In the records below, which lines include "SeqCst"? Copy them.

[MATERIALS PROVIDED Boundary: Start]

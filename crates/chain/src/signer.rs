//! Transaction signer and sender for enforcement calls.
//! Uses Alloy providers for type-safe RPC interactions.
//!
//! - Nonce: read from the chain's pending count and broadcast under one lock,
//!   so every loop sharing the key gets distinct, gap-free nonces
//! - Gas limit: supplied per call (estimate plus buffer)
//! - Gas pricing: Legacy or EIP-1559 through [`GasStrategy`]

use crate::contracts::KeeperContracts;
use crate::gas::{create_gas_strategy, GasParams, GasPricing, GasStrategy, LegacyGasStrategy};
use crate::protocol::{EnforcementCall, EnforcementSender};
use alloy::network::{EthereumWallet, TransactionBuilder};
use alloy::primitives::{Address, Bytes, B256};
use alloy::providers::{Provider, ProviderBuilder};
use alloy::rpc::types::TransactionRequest;
use alloy::signers::local::PrivateKeySigner;
use anyhow::Result;
use async_trait::async_trait;
use std::future::Future;
use std::sync::atomic::{AtomicU64, Ordering};
use std::time::Instant;
use tokio::sync::Mutex;
use tracing::{debug, info, warn};

/// Nonce assignment for the keeper account.
///
/// Shared by every loop that signs with the same key. The pending-count read,
/// the assignment and the broadcast all happen under `lane`, so a rejected
/// broadcast can release its nonce without disturbing another caller.
pub struct NonceManager {
    /// Next nonce to hand out
    current: AtomicU64,
    /// Last nonce observed on chain
    last_synced: AtomicU64,
    /// Held from the pending-count read through broadcast
    lane: Mutex<()>,
}

impl NonceManager {
    /// Create new nonce manager with initial value from chain.
    pub fn new(initial_nonce: u64) -> Self {
        Self {
            current: AtomicU64::new(initial_nonce),
            last_synced: AtomicU64::new(initial_nonce),
            lane: Mutex::new(()),
        }
    }

    /// Get next nonce and increment counter.
    #[inline]
    pub fn next(&self) -> u64 {
        self.current.fetch_add(1, Ordering::SeqCst)
    }

    /// Get current nonce without incrementing.
    #[inline]
    pub fn current(&self) -> u64 {
        self.current.load(Ordering::SeqCst)
    }

    /// Last nonce read from chain.
    #[inline]
    pub fn last_synced(&self) -> u64 {
        self.last_synced.load(Ordering::SeqCst)
    }

    /// Set the counter to the chain's pending count, in either direction.
    pub fn reset(&self, chain_nonce: u64) {
        self.current.store(chain_nonce, Ordering::SeqCst);
        self.last_synced.store(chain_nonce, Ordering::SeqCst);
    }

    /// Assign a nonce and broadcast with it, one caller at a time.
    ///
    /// The counter is first set from `pending_count`; if that read fails the
    /// local counter is used. A failed broadcast hands its nonce back.
    pub async fn assign_and_send<T, P, B>(
        &self,
        pending_count: impl FnOnce() -> P,
        broadcast: impl FnOnce(u64) -> B,
    ) -> Result<T>
    where
        P: Future<Output = Result<u64>>,
        B: Future<Output = Result<T>>,
    {
        let _lane = self.lane.lock().await;

        match pending_count().await {
            Ok(chain_nonce) => {
                if chain_nonce != self.current() {
                    debug!(
                        chain_nonce,
                        local_nonce = self.current(),
                        "Nonce realigned to chain pending count"
                    );
                }
                self.reset(chain_nonce);
            }
            Err(e) => warn!(error = %e, "Pending nonce read failed, using local counter"),
        }

        let nonce = self.next();
        match broadcast(nonce).await {
            Ok(sent) => Ok(sent),
            Err(e) => {
                warn!(nonce, error = %e, "Transaction rejected, releasing nonce");
                self.current.store(nonce, Ordering::SeqCst);
                Err(e)
            }
        }
    }
}

/// Signs and submits enforcement transactions for the keeper account.
pub struct TransactionSender {
    /// RPC URL for sending transactions
    rpc_url: String,
    /// Signer wallet
    wallet: EthereumWallet,
    /// Signer address (also the reward recipient)
    pub address: Address,
    /// Chain ID
    chain_id: u64,
    /// Contracts enforcement calls are sent to
    contracts: KeeperContracts,
    /// Local nonce counter
    nonce_manager: NonceManager,
    /// Gas pricing strategy
    gas_strategy: Box<dyn GasStrategy>,
    /// Last fetched gas parameters, used when a refresh fails
    cached_gas_params: parking_lot::RwLock<Option<GasParams>>,
}

/// Builder for TransactionSender with flexible configuration.
pub struct TransactionSenderBuilder {
    rpc_url: String,
    contracts: KeeperContracts,
    chain_id: Option<u64>,
    gas_strategy: Option<Box<dyn GasStrategy>>,
}

impl TransactionSenderBuilder {
    /// Create a new builder.
    pub fn new(rpc_url: impl Into<String>, contracts: KeeperContracts) -> Self {
        Self {
            rpc_url: rpc_url.into(),
            contracts,
            chain_id: None,
            gas_strategy: None,
        }
    }

    /// Set the chain ID. Read from the node when unset.
    pub fn chain_id(mut self, chain_id: u64) -> Self {
        self.chain_id = Some(chain_id);
        self
    }

    /// Set the gas strategy.
    pub fn gas_strategy(mut self, strategy: Box<dyn GasStrategy>) -> Self {
        self.gas_strategy = Some(strategy);
        self
    }

    /// Set gas strategy from config parameters.
    pub fn gas_from_config(
        mut self,
        pricing: GasPricing,
        default_gas_price_gwei: f64,
        max_gas_price_gwei: f64,
        priority_fee_gwei: Option<f64>,
    ) -> Self {
        self.gas_strategy = Some(create_gas_strategy(
            pricing,
            default_gas_price_gwei,
            max_gas_price_gwei,
            priority_fee_gwei,
        ));
        self
    }

    /// Build the TransactionSender.
    pub async fn build(self, private_key: &str) -> Result<TransactionSender> {
        // Parse private key (with or without 0x prefix)
        let key_str = private_key.trim_start_matches("0x");
        let signer: PrivateKeySigner = key_str.parse()?;
        let address = signer.address();
        let wallet = EthereumWallet::from(signer);

        let provider = ProviderBuilder::new().on_http(self.rpc_url.parse()?);

        let chain_id = match self.chain_id {
            Some(id) => id,
            None => provider.get_chain_id().await?,
        };

        let initial_nonce = provider.get_transaction_count(address).pending().await?;
        let nonce_manager = NonceManager::new(initial_nonce);

        let gas_strategy = self.gas_strategy.unwrap_or_else(|| {
            Box::new(LegacyGasStrategy::new(
                1_000_000_000,   // 1 gwei default
                100_000_000_000, // 100 gwei max
            ))
        });

        let initial_gas_params = gas_strategy.fetch_params(&self.rpc_url).await.ok();

        info!(
            address = %address,
            chain_id = chain_id,
            initial_nonce = initial_nonce,
            gas_strategy = gas_strategy.strategy_name(),
            "Transaction sender initialized"
        );

        Ok(TransactionSender {
            rpc_url: self.rpc_url,
            wallet,
            address,
            chain_id,
            contracts: self.contracts,
            nonce_manager,
            gas_strategy,
            cached_gas_params: parking_lot::RwLock::new(initial_gas_params),
        })
    }
}

impl TransactionSender {
    /// Create a transaction sender with Legacy gas pricing, reading the chain ID from the node.
    pub async fn new(private_key: &str, rpc_url: &str, contracts: KeeperContracts) -> Result<Self> {
        TransactionSenderBuilder::new(rpc_url, contracts)
            .build(private_key)
            .await
    }

    /// Get the current gas strategy name.
    pub fn gas_strategy_name(&self) -> &'static str {
        self.gas_strategy.strategy_name()
    }

    pub fn chain_id(&self) -> u64 {
        self.chain_id
    }

    /// Fetch gas parameters, falling back to the last good value.
    async fn gas_params(&self) -> Result<GasParams> {
        match self.gas_strategy.fetch_params(&self.rpc_url).await {
            Ok(params) => {
                *self.cached_gas_params.write() = Some(params.clone());
                Ok(params)
            }
            Err(e) => {
                let cached = self.cached_gas_params.read().clone();
                match cached {
                    Some(params) => {
                        warn!(error = %e, "Gas price fetch failed, using cached params");
                        Ok(params)
                    }
                    None => Err(e),
                }
            }
        }
    }

    /// Sign and broadcast calldata to `to`. Does not wait for inclusion.
    pub async fn send_transaction(
        &self,
        to: Address,
        calldata: Bytes,
        gas_limit: u64,
    ) -> Result<B256> {
        let total_start = Instant::now();
        let gas_params = self.gas_params().await?;

        let provider = ProviderBuilder::new()
            .wallet(self.wallet.clone())
            .on_http(self.rpc_url.parse()?);
        let provider = &provider;
        let address = self.address;

        let pending_count = || async move {
            let count = provider.get_transaction_count(address).pending().await?;
            Ok::<_, anyhow::Error>(count)
        };

        let broadcast = |nonce: u64| {
            let mut tx = TransactionRequest::default()
                .with_from(address)
                .with_to(to)
                .with_input(calldata)
                .with_nonce(nonce)
                .with_gas_limit(gas_limit)
                .with_chain_id(self.chain_id);
            self.gas_strategy.apply_gas(&mut tx, &gas_params);

            info!(
                to = %to,
                nonce = nonce,
                gas_limit = gas_limit,
                gas_strategy = self.gas_strategy.strategy_name(),
                gas_price_gwei = gas_params.effective_gas_price() / 1_000_000_000,
                "Sending transaction"
            );

            async move {
                let pending = provider.send_transaction(tx).await?;
                Ok::<_, anyhow::Error>((*pending.tx_hash(), nonce))
            }
        };

        let (tx_hash, nonce) = self
            .nonce_manager
            .assign_and_send(pending_count, broadcast)
            .await?;

        info!(
            tx_hash = %tx_hash,
            nonce = nonce,
            submit_ms = total_start.elapsed().as_millis(),
            "Transaction submitted"
        );
        Ok(tx_hash)
    }
}

#[async_trait]
impl EnforcementSender for TransactionSender {
    fn keeper_address(&self) -> Address {
        self.address
    }

    async fn estimate_gas(&self, call: &EnforcementCall) -> Result<u64> {
        let provider = ProviderBuilder::new().on_http(self.rpc_url.parse()?);
        let tx = TransactionRequest::default()
            .with_from(self.address)
            .with_to(call.target(&self.contracts))
            .with_input(call.calldata());

        let gas = provider.estimate_gas(tx).await?;
        debug!(call = %call, gas = gas, "Gas estimated");
        Ok(gas)
    }

    async fn submit(&self, call: &EnforcementCall, gas_limit: u64) -> Result<B256> {
        self.send_transaction(call.target(&self.contracts), call.calldata(), gas_limit)
            .await
    }

    async fn receipt_status(&self, tx_hash: B256) -> Result<Option<bool>> {
        let provider = ProviderBuilder::new().on_http(self.rpc_url.parse()?);
        let receipt = provider.get_transaction_receipt(tx_hash).await?;
        Ok(receipt.map(|r| r.status()))
    }
}

impl std::fmt::Debug for TransactionSender {
    fn fmt(&self, f: &mut std::fmt::Formatter<'_>) -> std::fmt::Result {
        f.debug_struct("TransactionSender")
            .field("address", &self.address)
            .field("chain_id", &self.chain_id)
            .field("rpc_url", &self.rpc_url)
            .field("gas_strategy", &self.gas_strategy.strategy_name())
            .finish_non_exhaustive()
    }
}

[MATERIALS PROVIDED Boundary: End]

> _SOLUTION_
        self.current.fetch_add(1, Ordering::SeqCst)
        self.current.load(Ordering::SeqCst)
        self.last_synced.load(Ordering::SeqCst)
        self.current.store(chain_nonce, Ordering::SeqCst);
        self.last_synced.store(chain_nonce, Ordering::SeqCst);
                self.current.store(nonce, Ordering::SeqCst);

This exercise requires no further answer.